Francesco: It’s very hard to pick one thing, but I really have a soft spot for a recipe that is my aunt’s from Sicily. It's a parmigiana, but it’s way simpler. Traditionally, in Sicily, parmigiana is a heavy dish, and Sicilians put all sorts of things in it. My aunt was a very mysterious character, and she came up with the slimmest version. It’s fried aubergines and tomato sauce. I mix pecorino and ricotta salata together with breadcrumbs and tomato sauce. I used to miss this oven-cooked ricotta a lot, but now I can find it and often freeze it. The parmigiana is cooked in a pan—not an oven—at a low temperature for about 20 minutes. Then it's served on a plate and sliced. I’ve had vegetarian friends cry when they tasted it because it was a revelation.
Rhiannon: When we went to Bologna, I had tortellini in brodo. I would eat this until I died. The idea of having them in a broth, I had never encountered. Before that, they would often be covered in a white or red sauce [in the US]. That was a revelation and turned around my expectation of what food was.
What are your favorite Italian ingredients that you keep in your kitchen at all times?
Francesco: The essential basic life ingredients! I cannot survive without olive oil. I would also say Parmigiano Reggiano. Decent dried pasta. When I first saw De Cecco [outside of Italy], I thought “Oh my god! You have it!” I always get upset when I don't have Sale Grosso Marino for pasta, the big coarse sea salt. I love zucchini flowers to fry, and other things like Bottarga di tono—we always ate bottarga—and mozzarella. I love it so much.

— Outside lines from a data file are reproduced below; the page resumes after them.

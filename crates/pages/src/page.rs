//! Configuration page model and page-text parsing.
//!
//! Responsibilities:
//! - Define `ConfigPage`, `Declaration`, and `PageOrigin`.
//! - Parse page text into ordered declarations (tolerant, line-oriented).
//! - Provide interior-mutable priority and declarations so `Arc<ConfigPage>`
//!   handles stay shareable without holding the registry lock.
//!
//! Does NOT handle:
//! - Reading page files from disk (see `loader.rs`).
//! - Sorting pages or resolution order (see `registry.rs`).
//!
//! Invariants:
//! - `sequence` is assigned at creation and never changes.
//! - Declarations preserve source line order.
//! - After `set_priority`, callers must invalidate the registry sort order
//!   with `PageRegistry::mark_unsorted` for the change to take effect.

use std::sync::RwLock;
use std::sync::atomic::{AtomicI32, AtomicUsize, Ordering};

use serde::Serialize;

/// How a page entered the registry.
#[derive(Debug, Clone, Copy, PartialEq, Eq, Serialize)]
#[serde(rename_all = "lowercase")]
pub enum PageOrigin {
    /// Discovered on the search path by filename pattern.
    Implicit,
    /// Installed directly by a caller at runtime.
    Explicit,
}

/// One `key value` pair from a page, with the 0-based line it came from.
#[derive(Debug, Clone, PartialEq, Eq, Serialize)]
pub struct Declaration {
    pub key: String,
    pub value: String,
    pub line: usize,
}

/// A named, prioritized source of configuration declarations.
///
/// Page text is line-oriented: the first whitespace-separated token of a
/// line is the key and the rest of the line (trimmed) is the value. Lines
/// starting with `#` are comments; blank lines are ignored. A line with a
/// key but no value is malformed; it is skipped and counted, never fatal.
#[derive(Debug)]
pub struct ConfigPage {
    name: String,
    origin: PageOrigin,
    sequence: u64,
    priority: AtomicI32,
    declarations: RwLock<Vec<Declaration>>,
    parse_errors: AtomicUsize,
}

impl ConfigPage {
    pub(crate) fn new(name: String, origin: PageOrigin, sequence: u64, priority: i32) -> Self {
        Self {
            name,
            origin,
            sequence,
            priority: AtomicI32::new(priority),
            declarations: RwLock::new(Vec::new()),
            parse_errors: AtomicUsize::new(0),
        }
    }

    /// Display name; for implicit pages, the source file path.
    pub fn name(&self) -> &str {
        &self.name
    }

    pub fn origin(&self) -> PageOrigin {
        self.origin
    }

    /// Load-order tie-break: lower sequence sorts first among equal
    /// priorities.
    pub fn sequence(&self) -> u64 {
        self.sequence
    }

    /// Sort priority; higher overrides lower.
    pub fn priority(&self) -> i32 {
        self.priority.load(Ordering::Acquire)
    }

    /// Change the page's sort priority.
    ///
    /// The registry does not observe this directly: call
    /// `PageRegistry::mark_unsorted` afterwards, or the stale order may
    /// persist until the next mutation-triggered invalidation.
    pub fn set_priority(&self, priority: i32) {
        self.priority.store(priority, Ordering::Release);
    }

    /// Number of lines skipped as malformed during the last parse.
    pub fn parse_error_count(&self) -> usize {
        self.parse_errors.load(Ordering::Acquire)
    }

    /// Replace the page's declarations by parsing `text`.
    pub fn set_text(&self, text: &str) {
        let (declarations, errors) = parse_page_text(text);
        if errors > 0 {
            tracing::debug!(
                page = %self.name,
                skipped = errors,
                "skipped malformed declaration lines"
            );
        }
        let mut guard = self.declarations.write().unwrap_or_else(|e| e.into_inner());
        *guard = declarations;
        self.parse_errors.store(errors, Ordering::Release);
    }

    /// Append a single declaration, after any parsed from text.
    pub fn add_declaration(&self, key: impl Into<String>, value: impl Into<String>) {
        let mut guard = self.declarations.write().unwrap_or_else(|e| e.into_inner());
        let line = guard.len();
        guard.push(Declaration {
            key: key.into(),
            value: value.into(),
            line,
        });
    }

    /// Remove all declarations.
    pub fn clear(&self) {
        let mut guard = self.declarations.write().unwrap_or_else(|e| e.into_inner());
        guard.clear();
        self.parse_errors.store(0, Ordering::Release);
    }

    pub fn num_declarations(&self) -> usize {
        self.declarations
            .read()
            .unwrap_or_else(|e| e.into_inner())
            .len()
    }

    /// The `n`th declaration in source order.
    ///
    /// Out-of-range `n` is a programmer error; the call returns `None`
    /// rather than panicking.
    pub fn declaration(&self, n: usize) -> Option<Declaration> {
        let guard = self.declarations.read().unwrap_or_else(|e| e.into_inner());
        guard.get(n).cloned()
    }

    /// Snapshot of the declarations in source order.
    pub fn declarations(&self) -> Vec<Declaration> {
        self.declarations
            .read()
            .unwrap_or_else(|e| e.into_inner())
            .clone()
    }

    /// The winning declaration for `key` within this page.
    ///
    /// When a key is declared more than once in one page, the last
    /// declaration wins (later lines override earlier ones).
    pub fn lookup(&self, key: &str) -> Option<Declaration> {
        let guard = self.declarations.read().unwrap_or_else(|e| e.into_inner());
        guard.iter().rev().find(|d| d.key == key).cloned()
    }
}

/// Parse page text into declarations, returning the declarations in source
/// order and the count of malformed lines skipped.
fn parse_page_text(text: &str) -> (Vec<Declaration>, usize) {
    let mut declarations = Vec::new();
    let mut errors = 0;

    for (line_number, raw) in text.lines().enumerate() {
        let line = raw.trim();
        if line.is_empty() || line.starts_with('#') {
            continue;
        }
        match line.split_once(char::is_whitespace) {
            Some((key, rest)) => declarations.push(Declaration {
                key: key.to_string(),
                value: rest.trim().to_string(),
                line: line_number,
            }),
            None => {
                // A bare key with no value has no meaning here.
                errors += 1;
            }
        }
    }

    (declarations, errors)
}

#[cfg(test)]
mod tests {
    use super::*;

    fn page_with(text: &str) -> ConfigPage {
        let page = ConfigPage::new("test".to_string(), PageOrigin::Explicit, 0, 0);
        page.set_text(text);
        page
    }

    #[test]
    fn test_parse_skips_comments_and_blank_lines() {
        let page = page_with("# header comment\n\nwindow-title My Game\n\n# trailing\n");
        assert_eq!(page.num_declarations(), 1);
        let d = page.declaration(0).unwrap();
        assert_eq!(d.key, "window-title");
        assert_eq!(d.value, "My Game");
        assert_eq!(d.line, 2);
    }

    #[test]
    fn test_parse_counts_malformed_lines() {
        let page = page_with("fullscreen\nwin-size 800 600\n");
        assert_eq!(page.num_declarations(), 1);
        assert_eq!(page.parse_error_count(), 1);
        assert_eq!(page.declaration(0).unwrap().value, "800 600");
    }

    #[test]
    fn test_lookup_last_declaration_wins_within_page() {
        let page = page_with("model-cache /a\nmodel-cache /b\n");
        assert_eq!(page.lookup("model-cache").unwrap().value, "/b");
    }

    #[test]
    fn test_lookup_missing_key() {
        let page = page_with("audio-volume 0.8\n");
        assert!(page.lookup("video-volume").is_none());
    }

    #[test]
    fn test_set_text_replaces_previous_declarations() {
        let page = page_with("a 1\nb 2\n");
        page.set_text("c 3\n");
        assert_eq!(page.num_declarations(), 1);
        assert!(page.lookup("a").is_none());
        assert_eq!(page.lookup("c").unwrap().value, "3");
    }

    #[test]
    fn test_add_declaration_appends() {
        let page = page_with("a 1\n");
        page.add_declaration("b", "2");
        assert_eq!(page.num_declarations(), 2);
        assert_eq!(page.lookup("b").unwrap().value, "2");
    }

    #[test]
    fn test_priority_mutation_is_visible() {
        let page = page_with("");
        assert_eq!(page.priority(), 0);
        page.set_priority(50);
        assert_eq!(page.priority(), 50);
    }
}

Rhiannon: In my fridge, I have things from recipes that I’ve worked out. Caputo Flour 00— because I make pasta or brioche—and semolina. I always mix the two. There’s a place nearby that makes a nice ricotta. I’ve also started keeping guanciale or pancetta, and my kids love the real carbonara pasta. My kids are starting to recognize quality, because I made a carbonara with a crappy pancetta, and they picked them out! I always have a mozzarella for Friday pizzas. I make the pizza by hand and stretch it out. I do a few things, and I stick to them.